Zhang pointed out it typically takes at least a month for imports to be processed, which leaves little time for new orders before the current U.S. sales season ends in April.
Meanwhile, as the southern hemisphere enters fall and winter, Brazilian soybeans are about to come onto the market.
As a result, Zhang does not expect Chinese purchases of U.S. soybeans will significantly increase until at least the second half of the year. He noted that as of Jan. 9, China has made new purchases of U.S. soybeans, but the volume is small.
China kicked off a week-long Lunar New Year holiday on Friday, but is canceling many public festivities in an effort to limit the spread of a new virus that has killed 25 people.
China’s already diversifying
Some analysts doubt whether the U.S. will even be able to grow enough soybeans for China to buy.
“This is quite an ambitious timeline for both sides, not just in terms of China ramping up its domestic purchases, but (the) U.S. stepping up its production,” said Nick Marro, global trade lead at The Economist Intelligence Unit. “Long term, if you’re creating this artificial demand, (it) could put U.S. farmers in a difficult situation.”
U.S. soybean exports to China dropped sharply in the second half of 2018, and U.S. government data shows American farmland for soybeans dropped by about 15% in 2019 to about 76 million acres. On the other hand, Brazil increased its soybean acreage by 3% in the current marketing year to a record 36.9 million hectares (91.2 million acres), the U.S. Department of Agriculture Foreign Agricultural Service said in a January report.
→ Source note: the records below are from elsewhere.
//! Core domain types and port definitions for convoy.
//!
//! `convoy-core` is the pure layer of the workspace: the internal chat
//! contract, tool and server descriptors, provider configuration, and the
//! traits (ports) that adapters and tool-server clients implement.
#![deny(unused_crate_dependencies)]

pub mod domain;
pub mod ports;

// Re-export commonly used types for convenience
pub use domain::{
    ChatChoice, ChatMessage, ChatResponse, ConnectionTest, ERROR_SERVER_ID, FunctionDefinition,
    MessageRole, ProviderConfig, ProviderStatus, ProviderToolCall, ProviderType, QueryResponse,
    ServerConfig, ServerStatus, ServerTool, ServerType, Tool, ToolCall, ToolCallFunction,
    ToolResponse, Usage,
};
pub use ports::{
    CallToolResult, ConfigurationError, McpClientError, McpTool, ProviderAdapter, ProviderError,
    ToolError, ToolExecution, ToolExecutor, ToolServerClient, ToolServerConnector,
};
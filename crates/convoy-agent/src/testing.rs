//! Hand-written port stubs for orchestrator and engine tests.

use std::collections::{HashMap, VecDeque};
use std::sync::Mutex;

use async_trait::async_trait;
use convoy_core::{
    ChatMessage, ChatResponse, ConnectionTest, ProviderAdapter, ProviderError, ProviderType,
    ServerStatus, ServerTool, ServerType, Tool, ToolCall, ToolError, ToolExecution, ToolExecutor,
};

/// One `send_message` call as the stub saw it.
#[derive(Debug, Clone)]
pub struct RecordedRequest {
    pub messages: Vec<ChatMessage>,
    pub tools: Option<Vec<Tool>>,
    pub enabled_servers: Option<Vec<String>>,
}

impl RecordedRequest {
    pub fn tool_names(&self) -> Vec<String> {
        self.tools
            .iter()
            .flatten()
            .map(|t| t.name().to_string())
            .collect()
    }
}

/// Provider returning queued responses, then failing once the queue is empty.
pub struct StubProvider {
    replies: Mutex<VecDeque<ChatResponse>>,
    failure: Option<(u16, String)>,
    connection: ConnectionTest,
    requests: Mutex<Vec<RecordedRequest>>,
}

impl StubProvider {
    pub fn replying(replies: Vec<ChatResponse>) -> Self {
        Self {
            replies: Mutex::new(replies.into()),
            failure: None,
            connection: ConnectionTest::ok(Some(vec!["stub-model".to_string()])),
            requests: Mutex::default(),
        }
    }

    pub fn failing(status: u16, body: &str) -> Self {
        Self {
            failure: Some((status, body.to_string())),
            ..Self::replying(Vec::new())
        }
    }

    pub fn with_connection(mut self, connection: ConnectionTest) -> Self {
        self.connection = connection;
        self
    }

    pub fn call_count(&self) -> usize {
        self.requests.lock().unwrap().len()
    }

    pub fn request(&self, index: usize) -> RecordedRequest {
        self.requests.lock().unwrap()[index].clone()
    }
}

#[async_trait]
impl ProviderAdapter for StubProvider {
    fn provider_type(&self) -> ProviderType {
        ProviderType::OpenAi
    }

    fn model(&self) -> &str {
        "stub-model"
    }

    async fn send_message(
        &self,
        messages: &[ChatMessage],
        tools: Option<&[Tool]>,
    ) -> Result<ChatResponse, ProviderError> {
        self.send_message_with_servers(messages, tools, None).await
    }

    async fn send_message_with_servers(
        &self,
        messages: &[ChatMessage],
        tools: Option<&[Tool]>,
        enabled_server_ids: Option<&[String]>,
    ) -> Result<ChatResponse, ProviderError> {
        self.requests.lock().unwrap().push(RecordedRequest {
            messages: messages.to_vec(),
            tools: tools.map(<[Tool]>::to_vec),
            enabled_servers: enabled_server_ids.map(<[String]>::to_vec),
        });

        if let Some((status, body)) = &self.failure {
            return Err(ProviderError::status(ProviderType::OpenAi, *status, body));
        }
        self.replies
            .lock()
            .unwrap()
            .pop_front()
            .ok_or_else(|| ProviderError::transport(ProviderType::OpenAi, "no scripted reply left"))
    }

    async fn test_connection(&self) -> ConnectionTest {
        self.connection.clone()
    }
}

/// Executor over a fixed catalog with scripted results.
#[derive(Default)]
pub struct StubExecutor {
    tools: Vec<ServerTool>,
    results: HashMap<String, Result<String, String>>,
    executed: Mutex<Vec<String>>,
}

impl StubExecutor {
    pub fn new() -> Self {
        Self::default()
    }

    pub fn with_tool(mut self, server_id: &str, name: &str) -> Self {
        self.tools.push(ServerTool::new(server_id, Tool::new(name)));
        self
    }

    pub fn with_result(mut self, name: &str, result: &str) -> Self {
        self.results.insert(name.to_string(), Ok(result.to_string()));
        self
    }

    pub fn with_failure(mut self, name: &str, message: &str) -> Self {
        self.results.insert(name.to_string(), Err(message.to_string()));
        self
    }

    /// Names of tools that reached execution, in order.
    pub fn executed(&self) -> Vec<String> {
        self.executed.lock().unwrap().clone()
    }
}

#[async_trait]
impl ToolExecutor for StubExecutor {
    async fn available_tools(&self) -> Vec<ServerTool> {
        self.tools.clone()
    }

    async fn execute(&self, call: &ToolCall) -> Result<ToolExecution, ToolError> {
        let tool = self
            .tools
            .iter()
            .find(|t| t.name() == call.name())
            .ok_or_else(|| ToolError::ToolNotFound(call.name().to_string()))?;
        self.executed.lock().unwrap().push(call.name().to_string());

        match self.results.get(call.name()) {
            Some(Ok(result)) => Ok(ToolExecution {
                server_id: tool.server_id.clone(),
                result: result.clone(),
            }),
            Some(Err(message)) => Err(ToolError::Remote {
                tool: call.name().to_string(),
                message: message.clone(),
            }),
            None => Ok(ToolExecution {
                server_id: tool.server_id.clone(),
                result: String::new(),
            }),
        }
    }

    async fn server_status(&self) -> Vec<ServerStatus> {
        let mut statuses: Vec<ServerStatus> = Vec::new();
        for tool in &self.tools {
            match statuses.iter_mut().find(|s| s.id == tool.server_id) {
                Some(status) => status.tool_count += 1,
                None => statuses.push(ServerStatus {
                    id: tool.server_id.clone(),
                    name: tool.server_id.clone(),
                    server_type: ServerType::Stdio,
                    connected: true,
                    valid: true,
                    error: None,
                    tool_count: 1,
                }),
            }
        }
        statuses
    }
}
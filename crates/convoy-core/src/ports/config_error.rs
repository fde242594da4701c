//! Configuration error types.

use thiserror::Error;

use crate::domain::ProviderType;

/// Bad or missing provider/server configuration.
///
/// Provider configuration errors are fatal at startup. An invalid server
/// entry is not an error here: it is recorded against that server only
/// (`ServerStatus::valid`).
#[derive(Debug, Error)]
pub enum ConfigurationError {
    #[error("Unsupported provider type: {0}")]
    UnsupportedProvider(String),

    #[error("Provider {0} requires a model")]
    MissingModel(ProviderType),

    #[error("Provider {0} requires an API key")]
    MissingApiKey(ProviderType),

    #[error("Invalid base URL for provider {provider}: {reason}")]
    InvalidBaseUrl {
        provider: ProviderType,
        reason: String,
    },

    #[error("Duplicate server id: {0}")]
    DuplicateServerId(String),
}
pub(crate) fn format_request(messages: &[ChatMessage], tools: Option<&[Tool]>) -> GenerateContentRequest {
    let mut system = Vec::new();
    let mut contents = Vec::with_capacity(messages.len());
    for (index, message) in messages.iter().enumerate() {
        if message.role == MessageRole::System {
            system.push(Part::text(message.content_str()));
        } else {
            contents.push(to_content(&messages[..index], message));
        }
    }

    let declarations: Vec<FunctionDeclaration> = tools
        .unwrap_or_default()
        .iter()
        .map(|tool| FunctionDeclaration {
            name: tool.name().to_string(),
            description: tool.description().to_string(),
            parameters: sanitize_schema(&tool.function.parameters),
        })
        .collect();

    GenerateContentRequest {
        contents,
        system_instruction: (!system.is_empty()).then(|| Content {
            role: None,
            parts: system,
        }),
        tools: if declarations.is_empty() {
            Vec::new()
        } else {
            vec![GeminiTools {
                function_declarations: declarations,
            }]
        },
    }
}

pub(crate) fn parse_response(response: GenerateContentResponse) -> Result<ChatResponse, ProviderError> {
    let Some(candidate) = response.candidates.into_iter().next() else {
        return Err(ProviderError::invalid_response(
            ProviderType::Gemini,
            "response contained no candidates",
        ));
    };

    let mut text = String::new();
    let mut calls = Vec::new();
    for part in candidate.content.parts {
        if let Some(part_text) = part.text {
            text.push_str(&part_text);
        }
        if let Some(call) = part.function_call {
            let id = format!("call_{}", uuid::Uuid::new_v4());
            calls.push(ToolCall::new(id, call.name, call.args.to_string()));
        }
    }

    let message = if calls.is_empty() {
        ChatMessage::assistant(text)
    } else {
        if !text.is_empty() {
            tracing::debug!(
                dropped_chars = text.len(),
                call_count = calls.len(),
                "Discarding text parts sent alongside function calls"
            );
        }
        ChatMessage::assistant_tool_calls(calls)
    };

    Ok(ChatResponse {
        choices: vec![ChatChoice {
            index: 0,
            message,
            finish_reason: candidate.finish_reason.map(|r| r.to_ascii_lowercase()),
        }],
        usage: response
            .usage_metadata
            .map(|u| Usage::new(u.prompt_token_count, u.candidates_token_count)),
        provider_tool_calls: Vec::new(),
    })
}
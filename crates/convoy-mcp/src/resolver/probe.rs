//! `--version` probing of candidate executables.

use std::path::Path;
use std::process::{Command, Stdio};

use crate::path::build_effective_path;

/// Runs a candidate with `--version` to prove it actually works.
///
/// A broken shim (e.g. an npx whose node is missing) exists and is
/// executable, yet fails here.
pub trait VersionProbe {
    /// Returns the trimmed version output, or why the probe failed.
    fn check_version(&self, path: &Path) -> Result<String, String>;
}

/// Spawns the real binary (blocking).
pub struct SystemProbe;

impl VersionProbe for SystemProbe {
    fn check_version(&self, path: &Path) -> Result<String, String> {
        let current = std::env::var("PATH").ok();
        let effective = build_effective_path(path.parent(), current.as_deref());

        let output = Command::new(path)
            .arg("--version")
            .env("PATH", effective)
            .stdin(Stdio::null())
            .output()
            .map_err(|e| e.to_string())?;

        if output.status.success() {
            Ok(String::from_utf8_lossy(&output.stdout).trim().to_string())
        } else {
            Err(format!("--version exited with {}", output.status))
        }
    }
}

#[cfg(test)]
#[derive(Default)]
pub struct MockProbe {
    working: std::collections::HashSet<std::path::PathBuf>,
}

#[cfg(test)]
impl MockProbe {
    pub fn new() -> Self {
        Self::default()
    }

    #[must_use]
    pub fn with_working(mut self, path: impl Into<std::path::PathBuf>) -> Self {
        self.working.insert(path.into());
        self
    }
}

#[cfg(test)]
impl VersionProbe for MockProbe {
    fn check_version(&self, path: &Path) -> Result<String, String> {
        if self.working.contains(path) {
            Ok("10.0.0".to_string())
        } else {
            Err("--version exited with 127".to_string())
        }
    }
}
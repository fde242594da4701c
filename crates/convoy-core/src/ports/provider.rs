//! Provider adapter port.
//!
//! Every LLM backend is reached through this trait. Implementations own
//! all wire-format translation; callers only ever see the internal chat
//! contract from [`crate::domain::chat`].

use async_trait::async_trait;
use thiserror::Error;

use crate::domain::{ChatMessage, ChatResponse, ConnectionTest, ProviderType, Tool};

/// Maximum number of characters of an error body kept in a [`ProviderError`].
pub const ERROR_BODY_LIMIT: usize = 500;

/// Errors raised by a provider request.
///
/// These are fatal to the query that triggered them.
#[derive(Debug, Error)]
pub enum ProviderError {
    /// The backend answered with a non-2xx status.
    #[error("{provider} request failed with status {status}: {body}")]
    Status {
        provider: ProviderType,
        status: u16,
        /// Response body, truncated to [`ERROR_BODY_LIMIT`] characters.
        body: String,
    },

    /// The request never produced a response (DNS, TLS, connection reset...).
    #[error("{provider} request failed: {message}")]
    Transport {
        provider: ProviderType,
        message: String,
    },

    /// The backend answered 2xx but the body did not match its wire format.
    #[error("{provider} returned an invalid response: {message}")]
    InvalidResponse {
        provider: ProviderType,
        message: String,
    },
}

impl ProviderError {
    /// Build a status error, truncating the body.
    pub fn status(provider: ProviderType, status: u16, body: &str) -> Self {
        Self::Status {
            provider,
            status,
            body: truncate_body(body),
        }
    }

    pub fn transport(provider: ProviderType, message: impl Into<String>) -> Self {
        Self::Transport {
            provider,
            message: message.into(),
        }
    }

    pub fn invalid_response(provider: ProviderType, message: impl Into<String>) -> Self {
        Self::InvalidResponse {
            provider,
            message: message.into(),
        }
    }
}

/// Truncate a response body to [`ERROR_BODY_LIMIT`] characters.
pub fn truncate_body(body: &str) -> String {
    match body.char_indices().nth(ERROR_BODY_LIMIT) {
        Some((idx, _)) => format!("{}...", &body[..idx]),
        None => body.to_string(),
    }
}

/// Port for one LLM backend.
#[async_trait]
pub trait ProviderAdapter: Send + Sync {
    /// Backend kind, used for logging and status reports.
    fn provider_type(&self) -> ProviderType;

    /// Configured model name.
    fn model(&self) -> &str;

    /// Send a conversation and return the normalized response.
    ///
    /// `tools` is `None` (or empty) when no tools should be offered.
    async fn send_message(
        &self,
        messages: &[ChatMessage],
        tools: Option<&[Tool]>,
    ) -> Result<ChatResponse, ProviderError>;

    /// [`send_message`](Self::send_message) scoped to the enabled tool servers.
    ///
    /// `enabled_server_ids` follows the orchestrator's filter: `None` means
    /// every server, `Some(&[])` none. Only adapters that hand tool servers
    /// to the backend directly need to honour it.
    async fn send_message_with_servers(
        &self,
        messages: &[ChatMessage],
        tools: Option<&[Tool]>,
        enabled_server_ids: Option<&[String]>,
    ) -> Result<ChatResponse, ProviderError> {
        let _ = enabled_server_ids;
        self.send_message(messages, tools).await
    }

    /// Probe the backend. Failures are reported in the result, never as `Err`.
    async fn test_connection(&self) -> ConnectionTest;
}

#[cfg(test)]
mod tests {
    use super::*;

    #[test]
    fn test_truncate_body_short() {
        assert_eq!(truncate_body("oops"), "oops");
    }

    #[test]
    fn test_truncate_body_long() {
        let body = "x".repeat(ERROR_BODY_LIMIT + 20);
        let truncated = truncate_body(&body);
        assert_eq!(truncated.len(), ERROR_BODY_LIMIT + 3);
        assert!(truncated.ends_with("..."));
    }

    #[test]
    fn test_truncate_body_multibyte() {
        let body = "é".repeat(ERROR_BODY_LIMIT + 1);
        let truncated = truncate_body(&body);
        assert_eq!(truncated.chars().count(), ERROR_BODY_LIMIT + 3);
    }

    #[test]
    fn test_status_error_message() {
        let err = ProviderError::status(ProviderType::Claude, 500, "overloaded");
        assert_eq!(
            err.to_string(),
            "claude request failed with status 500: overloaded"
        );
    }
}
//! Production [`ToolServerConnector`]: picks the transport for a config,
//! opens it, and runs the MCP handshake.

use std::sync::Arc;

use async_trait::async_trait;
use convoy_core::{McpClientError, ServerConfig, ServerType, ToolServerClient, ToolServerConnector};

use crate::client::{McpClient, SseTransport, StdioTransport, StreamableHttpTransport, Transport};
use crate::path::build_env;
use crate::resolver::{EnvProvider, LaunchPlan, ResolveDeps, SystemEnv, plan_launch};

/// Connects over stdio, SSE, or streamable HTTP depending on the config.
#[derive(Debug, Clone, Default)]
pub struct McpConnector {
    /// Extra directories searched after PATH and the built-in locations.
    user_search_paths: Vec<String>,
    /// Extra environment applied on top of every stdio server's env.
    extra_env: Vec<(String, String)>,
}

impl McpConnector {
    pub fn new() -> Self {
        Self::default()
    }

    #[must_use]
    pub fn with_search_paths(mut self, paths: Vec<String>) -> Self {
        self.user_search_paths = paths;
        self
    }

    #[must_use]
    pub fn with_extra_env(mut self, key: impl Into<String>, value: impl Into<String>) -> Self {
        self.extra_env.push((key.into(), value.into()));
        self
    }

    async fn open_stdio(&self, config: &ServerConfig) -> Result<Box<dyn Transport>, McpClientError> {
        // Resolution stats files and runs `--version` probes.
        let plan_config = config.clone();
        let search_paths = self.user_search_paths.clone();
        let plan: LaunchPlan = tokio::task::spawn_blocking(move || {
            plan_launch(
                &plan_config,
                &search_paths,
                &ResolveDeps::system(),
                &ResolveDeps::system_probed(),
            )
        })
        .await
        .map_err(|e| McpClientError::SpawnFailed(format!("Resolver task failed: {e}")))?
        .map_err(|e| McpClientError::SpawnFailed(e.to_string()))?;

        let env = build_env(SystemEnv.vars(), &config.env, &self.extra_env, plan.exe_dir());

        tracing::debug!(
            server_id = %config.id,
            program = %plan.program.display(),
            args = ?plan.args,
            "Launching stdio tool server"
        );

        let transport =
            StdioTransport::spawn(config.display_name(), &plan.program, &plan.args, &env)?;
        Ok(Box::new(transport))
    }
}

#[async_trait]
impl ToolServerConnector for McpConnector {
    async fn connect(
        &self,
        config: &ServerConfig,
    ) -> Result<Arc<dyn ToolServerClient>, McpClientError> {
        let transport: Box<dyn Transport> = match config.effective_type() {
            ServerType::Stdio => self.open_stdio(config).await?,
            ServerType::Sse => {
                let url = config.url.as_deref().ok_or_else(|| {
                    McpClientError::InvalidConfig("SSE server requires url".to_string())
                })?;
                Box::new(SseTransport::connect(url, &config.headers).await?)
            }
            ServerType::StreamableHttp => {
                let url = config.url.as_deref().ok_or_else(|| {
                    McpClientError::InvalidConfig("streamable-http server requires url".to_string())
                })?;
                Box::new(StreamableHttpTransport::new(url, &config.headers)?)
            }
        };

        let client = McpClient::connect(transport).await?;
        Ok(Arc::new(client))
    }
}
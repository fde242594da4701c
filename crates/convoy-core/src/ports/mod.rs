//! Port definitions (trait abstractions) for external systems.
//!
//! Ports define the interfaces that the core domain expects from infrastructure.
//! They contain no implementation details and use only domain types.
//!
//! # Design Rules
//!
//! - No HTTP client types in any signature
//! - No process/filesystem implementation details
//! - Errors are colocated with the port that raises them

pub mod config_error;
pub mod provider;
pub mod tool_executor;
pub mod tool_server;

pub use config_error::ConfigurationError;
pub use provider::{ERROR_BODY_LIMIT, ProviderAdapter, ProviderError, truncate_body};
pub use tool_executor::{ToolError, ToolExecution, ToolExecutor};
pub use tool_server::{
    CallToolResult, McpClientError, McpTool, ToolServerClient, ToolServerConnector,
};
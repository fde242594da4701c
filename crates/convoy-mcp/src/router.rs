//! Tool call routing: name to owning server, arguments to JSON, result to text.

use async_trait::async_trait;
use convoy_core::{ServerStatus, ServerTool, ToolCall, ToolError, ToolExecution, ToolExecutor};
use serde_json::{Map, Value};

use crate::manager::{ConnectionSnapshot, ServerConnectionManager};

/// Dispatches model-issued tool calls against a connection snapshot.
pub struct ToolRouter;

impl ToolRouter {
    /// Execute one call.
    ///
    /// Lookup failures, bad arguments, and `isError` results come back as
    /// [`ToolError`]; the caller decides how to contain them.
    pub async fn execute(
        call: &ToolCall,
        snapshot: &ConnectionSnapshot,
    ) -> Result<ToolExecution, ToolError> {
        let name = call.name();
        let tool = snapshot
            .tool(name)
            .ok_or_else(|| ToolError::ToolNotFound(name.to_string()))?;

        let connection = snapshot
            .connection(&tool.server_id)
            .ok_or_else(|| ToolError::ServerNotFound(tool.server_id.clone()))?;
        let client = connection
            .client()
            .ok_or_else(|| ToolError::ServerUnavailable {
                server_id: tool.server_id.clone(),
                reason: connection
                    .error
                    .clone()
                    .unwrap_or_else(|| "not connected".to_string()),
            })?;

        let arguments = Self::parse_arguments(name, &call.function.arguments)?;

        tracing::debug!(tool = name, server_id = %tool.server_id, call_id = %call.id, "Executing tool");
        let result = client.call_tool(name, arguments).await?;
        let text = Self::normalize_content(&result.content);

        if result.is_error {
            return Err(ToolError::Remote {
                tool: name.to_string(),
                message: text,
            });
        }

        Ok(ToolExecution {
            server_id: tool.server_id.clone(),
            result: text,
        })
    }

    /// Parse the JSON-encoded argument string. Empty means no arguments.
    pub fn parse_arguments(tool: &str, raw: &str) -> Result<Map<String, Value>, ToolError> {
        let raw = raw.trim();
        if raw.is_empty() {
            return Ok(Map::new());
        }

        match serde_json::from_str::<Value>(raw) {
            Ok(Value::Object(map)) => Ok(map),
            Ok(other) => Err(ToolError::InvalidArguments {
                tool: tool.to_string(),
                reason: format!("expected a JSON object, got {}", json_kind(&other)),
            }),
            Err(e) => Err(ToolError::InvalidArguments {
                tool: tool.to_string(),
                reason: e.to_string(),
            }),
        }
    }

    /// Flatten tool output to one string.
    ///
    /// Content blocks: text blocks contribute their text, anything else
    /// its JSON encoding, joined by newlines. A plain string passes
    /// through; other values are JSON-encoded.
    pub fn normalize_content(content: &Value) -> String {
        match content {
            Value::Null => String::new(),
            Value::String(text) => text.clone(),
            Value::Array(blocks) => blocks
                .iter()
                .map(|block| {
                    let is_text = block.get("type").and_then(Value::as_str) == Some("text");
                    match block.get("text").and_then(Value::as_str) {
                        Some(text) if is_text => text.to_string(),
                        _ => block.to_string(),
                    }
                })
                .collect::<Vec<_>>()
                .join("\n"),
            other => other.to_string(),
        }
    }
}

const fn json_kind(value: &Value) -> &'static str {
    match value {
        Value::Null => "null",
        Value::Bool(_) => "a boolean",
        Value::Number(_) => "a number",
        Value::String(_) => "a string",
        Value::Array(_) => "an array",
        Value::Object(_) => "an object",
    }
}

#[async_trait]
impl ToolExecutor for ServerConnectionManager {
    async fn available_tools(&self) -> Vec<ServerTool> {
        self.initialize().await.catalog().to_vec()
    }

    async fn execute(&self, call: &ToolCall) -> Result<ToolExecution, ToolError> {
        let snapshot = self.initialize().await;
        ToolRouter::execute(call, &snapshot).await
    }

    async fn server_status(&self) -> Vec<ServerStatus> {
        self.initialize().await.statuses()
    }
}

#[cfg(test)]
mod tests {
    use super::*;
    use crate::testing::{MockConnector, MockServer};
    use convoy_core::{CallToolResult, ServerConfig};
    use serde_json::json;
    use std::sync::Arc;

    async fn manager_with(server: MockServer) -> ServerConnectionManager {
        let connector = MockConnector::new()
            .with_server("math", server)
            .with_failing("offline");
        let manager = ServerConnectionManager::new(
            vec![
                ServerConfig::script("math", "/srv/math.py", vec![]),
                ServerConfig::remote("offline", "http://127.0.0.1:9/mcp"),
            ],
            Arc::new(connector),
        );
        manager.initialize().await;
        manager
    }

    #[tokio::test]
    async fn test_execute_routes_to_owner() {
        let server = MockServer::new(&["add"]).with_result("add", CallToolResult::text("42"));
        let log = server.call_log();
        let manager = manager_with(server).await;

        let call = ToolCall::new("call_1", "add", r#"{"a": 40, "b": 2}"#);
        let execution = manager.execute(&call).await.unwrap();
        assert_eq!(execution.server_id, "math");
        assert_eq!(execution.result, "42");

        let log = log.lock().unwrap();
        assert_eq!(log[0].0, "add");
        assert_eq!(log[0].1["a"], 40);
    }

    #[tokio::test]
    async fn test_unknown_tool() {
        let manager = manager_with(MockServer::new(&["add"])).await;
        let call = ToolCall::new("call_1", "divide", "{}");
        assert!(matches!(
            manager.execute(&call).await,
            Err(ToolError::ToolNotFound(name)) if name == "divide"
        ));
    }

    #[tokio::test]
    async fn test_empty_arguments_are_empty_object() {
        let server = MockServer::new(&["now"]).with_result("now", CallToolResult::text("noon"));
        let log = server.call_log();
        let manager = manager_with(server).await;

        let execution = manager.execute(&ToolCall::new("c", "now", "")).await.unwrap();
        assert_eq!(execution.result, "noon");
        assert!(log.lock().unwrap()[0].1.is_empty());
    }

    #[tokio::test]
    async fn test_non_object_arguments_rejected() {
        let manager = manager_with(MockServer::new(&["add"])).await;
        let result = manager.execute(&ToolCall::new("c", "add", "[1, 2]")).await;
        assert!(matches!(result, Err(ToolError::InvalidArguments { .. })));
    }

    #[tokio::test]
    async fn test_is_error_becomes_remote_error() {
        let server = MockServer::new(&["add"]).with_result(
            "add",
            CallToolResult {
                content: json!([{"type": "text", "text": "division by zero"}]),
                is_error: true,
            },
        );
        let manager = manager_with(server).await;
        match manager.execute(&ToolCall::new("c", "add", "{}")).await {
            Err(ToolError::Remote { tool, message }) => {
                assert_eq!(tool, "add");
                assert_eq!(message, "division by zero");
            }
            other => panic!("expected remote error, got {other:?}"),
        }
    }

    #[tokio::test]
    async fn test_client_error_propagates() {
        // No canned result: the mock answers with a JSON-RPC error.
        let manager = manager_with(MockServer::new(&["add"])).await;
        let result = manager.execute(&ToolCall::new("c", "add", "{}")).await;
        assert!(matches!(result, Err(ToolError::Client(_))));
    }

    #[test]
    fn test_normalize_content_blocks() {
        let content = json!([
            {"type": "text", "text": "line one"},
            {"type": "image", "data": "AAA", "mimeType": "image/png"},
            {"type": "text", "text": "line two"}
        ]);
        let text = ToolRouter::normalize_content(&content);
        let lines: Vec<&str> = text.lines().collect();
        assert_eq!(lines[0], "line one");
        assert!(lines[1].contains("\"image\""));
        assert_eq!(lines[2], "line two");
    }

    #[test]
    fn test_normalize_content_scalars() {
        assert_eq!(ToolRouter::normalize_content(&json!("plain")), "plain");
        assert_eq!(ToolRouter::normalize_content(&json!({"k": 1})), r#"{"k":1}"#);
        assert_eq!(ToolRouter::normalize_content(&Value::Null), "");
    }

    #[tokio::test]
    async fn test_catalog_and_status_via_executor() {
        let manager = manager_with(MockServer::new(&["add", "sub"])).await;
        assert_eq!(manager.available_tools().await.len(), 2);

        let statuses = manager.server_status().await;
        assert_eq!(statuses.len(), 2);
        assert!(statuses[0].connected);
        assert!(!statuses[1].connected);
    }
}
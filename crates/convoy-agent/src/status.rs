//! Provider and tool-server health reporting.

use std::sync::Arc;

use convoy_core::{ProviderAdapter, ProviderStatus, ServerStatus, ToolExecutor};

pub struct StatusReporter {
    provider: Arc<dyn ProviderAdapter>,
    executor: Arc<dyn ToolExecutor>,
}

impl StatusReporter {
    pub fn new(provider: Arc<dyn ProviderAdapter>, executor: Arc<dyn ToolExecutor>) -> Self {
        Self { provider, executor }
    }

    /// Probe the provider. Failures are reported in the status, never raised.
    pub async fn provider_status(&self) -> ProviderStatus {
        let connection = self.provider.test_connection().await;
        if let Some(error) = &connection.error {
            tracing::warn!(provider = %self.provider.provider_type(), error = %error, "Provider connection test failed");
        }
        ProviderStatus {
            provider: self.provider.provider_type(),
            model: self.provider.model().to_string(),
            connection,
        }
    }

    /// One entry per configured server, in configuration order.
    pub async fn server_status(&self) -> Vec<ServerStatus> {
        self.executor.server_status().await
    }
}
If the weather cooperates, the report said Brazil is expected to overtake the U.S. as the world’s largest producer of soybeans.
Chinese oil plants are also more willing to buy South American soybeans due to their slightly higher protein content, according to He Lin, director of the agricultural products research and development center at Hangzhou-based Nanhua Futures.
The South American country’s share of Chinese soybean imports has increased from about half to three-quarters in the last three years, according to China Customs data accessed through Wind Information.
Tariffs still an uncertainty
The Chinese government has emphasized that any purchases will be made based on market conditions, leaving open the option for maintaining trade levels with Brazil and other countries, while having the flexibility to meet the U.S. agreements at a later date.
Without a clear timeline for when Chinese tariffs on soybeans will be removed, U.S. sales of the oilseed to China are still going through unofficial channels to bypass the duties, U.S. Soybean Export Council’s Zhang said. “Tariff exemption is an uncertainty,” he said, noting a host of questions around timing and which companies can enjoy the privilege.
Soybean futures are down about 5% for the month so far. The next U.S. export sales report is set for release Friday evening Beijing time.
“By the end of the two-year timeframe, (I’m) not sure whether this relationship (with the U.S.) will continue,” EIU’s Marro said. “Still nothing really that suggests China will be bound to its commitments. A lot of this will have to rely on good faith from both sides.”